Cerca de 2000 anos depois, no retorno, encontra uma Terra com muitas semelhanças àquela da época em que foi crucificado. A brutalidade e a estupidez são vias para resolver os problemas mais complexos, enquanto o ódio aos diferentes segue latente. Uma novidade são as sacanagens religiosas que brotaram. Nas suas novas andanças, Jesus cruza com quem vomita ódio em nome de seu pai e busca socar goela abaixo de supostos hereges interpretações tresloucadas da "Bíblia".

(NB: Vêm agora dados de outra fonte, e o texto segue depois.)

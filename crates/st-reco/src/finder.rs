//! Combinatorial track search over the hits of a 4-plane telescope.
//!
//! Every plane-0 hit inside the beam profile is paired with every plane-1 hit
//! to seed the z-projection filter, which is then extended through planes 2
//! and 3 with a chi-square cut at each step. Surviving combinations are
//! fitted globally and the one with the lowest global chi-square wins.

use st_core::{CutConfig, Error, EventHits, Geometry, PhysicsConfig, Result, RunConfig};

use crate::filter::{FilterState, KalmanStepper};
use crate::global_fit::{GlobalFitResult, GlobalFitter};
use crate::seed::{passes_beam_profile, seed_state};

/// Planes per side handled by the finder loops.
pub const SUPPORTED_PLANES_PER_SIDE: usize = 2;

/// Filter chi-square of one step on a candidate made only of signal hits.
#[derive(Debug, Clone, Copy, PartialEq)]
pub struct StageChi2 {
    /// Plane the candidate was extended to.
    pub plane: usize,
    /// One-degree-of-freedom chi-square of that step.
    pub chi2: f64,
}

/// A fully extended hit combination and its global fit.
#[derive(Debug, Clone, PartialEq)]
pub struct Candidate {
    /// Selected hit index in each plane.
    pub hits: Vec<usize>,
    /// Global fit with the scattering error at the beam momentum.
    pub fit: GlobalFitResult,
}

/// Result of searching one event.
#[derive(Debug, Clone, PartialEq, Default)]
pub struct SearchOutcome {
    /// Lowest global chi-square candidate, if any combination survived the filter cuts.
    pub best: Option<Candidate>,
    /// Filter chi-squares of all-signal partial candidates, in search order.
    pub stage_chi2: Vec<StageChi2>,
    /// Number of combinations that reached the global fit.
    pub n_candidates: usize,
}

impl SearchOutcome {
    /// Global chi-square of the best candidate.
    pub fn best_chi2(&self) -> Option<f64> {
        self.best.as_ref().map(|c| c.fit.chi2)
    }
}

/// Track finder configured for one run.
#[derive(Debug, Clone)]
pub struct TrackFinder {
    geometry: Geometry,
    physics: PhysicsConfig,
    cuts: CutConfig,
    global_cut: f64,
    stepper: KalmanStepper,
    fitter: GlobalFitter,
}

impl TrackFinder {
    /// Build the finder. Only two planes per side are supported.
    pub fn new(config: &RunConfig) -> Result<Self> {
        let nps = config.geometry.planes_per_side;
        if nps != SUPPORTED_PLANES_PER_SIDE {
            return Err(Error::Unsupported(format!(
                "track finder handles {SUPPORTED_PLANES_PER_SIDE} planes per side, got {nps}"
            )));
        }
        let geometry = Geometry::from_config(&config.geometry)?;
        let physics = config.physics.clone();
        let stepper = KalmanStepper::from_config(&geometry, &physics);
        let fitter = GlobalFitter::new(&geometry, &physics, 1.0 / physics.beam_momentum)?;
        let global_cut = config.cuts.global_cut(nps);

        tracing::debug!(
            d = geometry.dist_between_planes(),
            n_params = fitter.n_params(),
            global_cut,
            "track finder ready"
        );

        Ok(Self { geometry, physics, cuts: config.cuts.clone(), global_cut, stepper, fitter })
    }

    /// Telescope layout.
    pub fn geometry(&self) -> &Geometry {
        &self.geometry
    }

    /// Physics constants.
    pub fn physics(&self) -> &PhysicsConfig {
        &self.physics
    }

    /// Effective cut on the global chi-square.
    pub fn global_cut(&self) -> f64 {
        self.global_cut
    }

    /// Global fitter with the scattering error at the beam momentum.
    pub fn fitter(&self) -> &GlobalFitter {
        &self.fitter
    }

    /// Refit a hit combination with the scattering error evaluated at `inv_p`.
    pub fn refit(&self, hits: &EventHits, indices: &[usize], inv_p: f64) -> Result<GlobalFitResult> {
        GlobalFitter::new(&self.geometry, &self.physics, inv_p)?.fit_hits(hits, indices)
    }

    /// Search all hit combinations of one event.
    pub fn find_best_track(&self, hits: &EventHits) -> Result<SearchOutcome> {
        let n = self.geometry.n_planes();
        if hits.n_planes() != n {
            return Err(Error::Validation(format!(
                "event has {} planes, geometry has {n}",
                hits.n_planes()
            )));
        }

        let d = self.geometry.dist_between_planes();
        let pixel = self.geometry.pixel_size();
        let resolution = self.physics.resolution;
        let mut out = SearchOutcome::default();

        let (p0, p1, p2, p3) = (hits.plane(0), hits.plane(1), hits.plane(2), hits.plane(3));

        for (i0, h0) in p0.hits.iter().enumerate() {
            if !passes_beam_profile(h0, pixel, self.cuts.beam_profile_pixels) {
                continue;
            }
            for (i1, h1) in p1.hits.iter().enumerate() {
                if h1.used {
                    continue;
                }
                let signal01 = !h0.is_noise && !h1.is_noise;
                let seed: FilterState = seed_state(h0.z, h1.z, d, resolution);

                for (i2, h2) in p2.hits.iter().enumerate() {
                    if h2.used {
                        continue;
                    }
                    let step2 = self.stepper.step(&seed, h2.z)?;
                    let signal012 = signal01 && !h2.is_noise;
                    if signal012 {
                        out.stage_chi2.push(StageChi2 { plane: 2, chi2: step2.chi2 });
                    }
                    if step2.chi2 > self.cuts.cut1 {
                        continue;
                    }

                    for (i3, h3) in p3.hits.iter().enumerate() {
                        if h3.used {
                            continue;
                        }
                        let step3 = self.stepper.step(&step2.updated, h3.z)?;
                        if signal012 && !h3.is_noise {
                            out.stage_chi2.push(StageChi2 { plane: 3, chi2: step3.chi2 });
                        }
                        if step3.chi2 > self.cuts.cut2 {
                            continue;
                        }

                        let indices = [i0, i1, i2, i3];
                        let fit = self.fitter.fit_hits(hits, &indices)?;
                        out.n_candidates += 1;
                        tracing::trace!(?indices, chi2 = fit.chi2, "candidate");

                        let better = out.best.as_ref().is_none_or(|b| fit.chi2 < b.fit.chi2);
                        if better {
                            out.best = Some(Candidate { hits: indices.to_vec(), fit });
                        }
                    }
                }
            }
        }

        Ok(out)
    }
}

Capa de O Retorno do Messias - Reprodução - Reprodução
Imagem: Reprodução

Picaretagens como o "Feijão dos Preparados" soam familiares aos brasileiros, que outro dia viram um pastor prometer milagres com leguminosas. Já uma asilo que oferece pacotes para atender a "clientela 'em transição'" e busca fazer com que todos os "residentes cresçam mesmo nos últimos dias" nos lembra: os coachs e seus eufemismos podem estar presentes até nos instantes derradeiros da vida.

Na nova caminhada, Jesus chega a ser confundido com Fiuk, e aqui aproveito para falar de um dos grandes méritos da edição brasileira de "O Retorno do Messias": as soluções encontradas por Érico Assis na tradução e, ocasionalmente, na adaptação das tiradas. Ver o próprio Jesus mandando um "você peidou na farofa" após mais uma presepada de Solar rende algumas risadas extras.

Outro destaque é Deus, o personagem mais interessante da história. "Manda ver, garotão! Mostra pra eles com quem se brinca. Isso aí, putada! O filho de Deus tá na área!", bradou há dois milênios, antes que os fatos de então lhe deixasse com traumas profundos. Entre peças pregadas e tiradas de sarro, o leitor encontra um todo poderoso com fragilidades, que carrega consigo grandes dúvidas e frequenta a terapia para, quem sabe, conseguir lidar com as frustrações. O momento em que Jesus indica a dificuldade do pai em dizer "eu te amo" é de grande valor simbólico.

Como é simbólico - e, de certa forma, surpreendente - o final de "O Retorno de Messias - Versículo 1". É mesmo difícil imaginar alguma vida terrena desprovida de seus fracassos, decepções e contradições.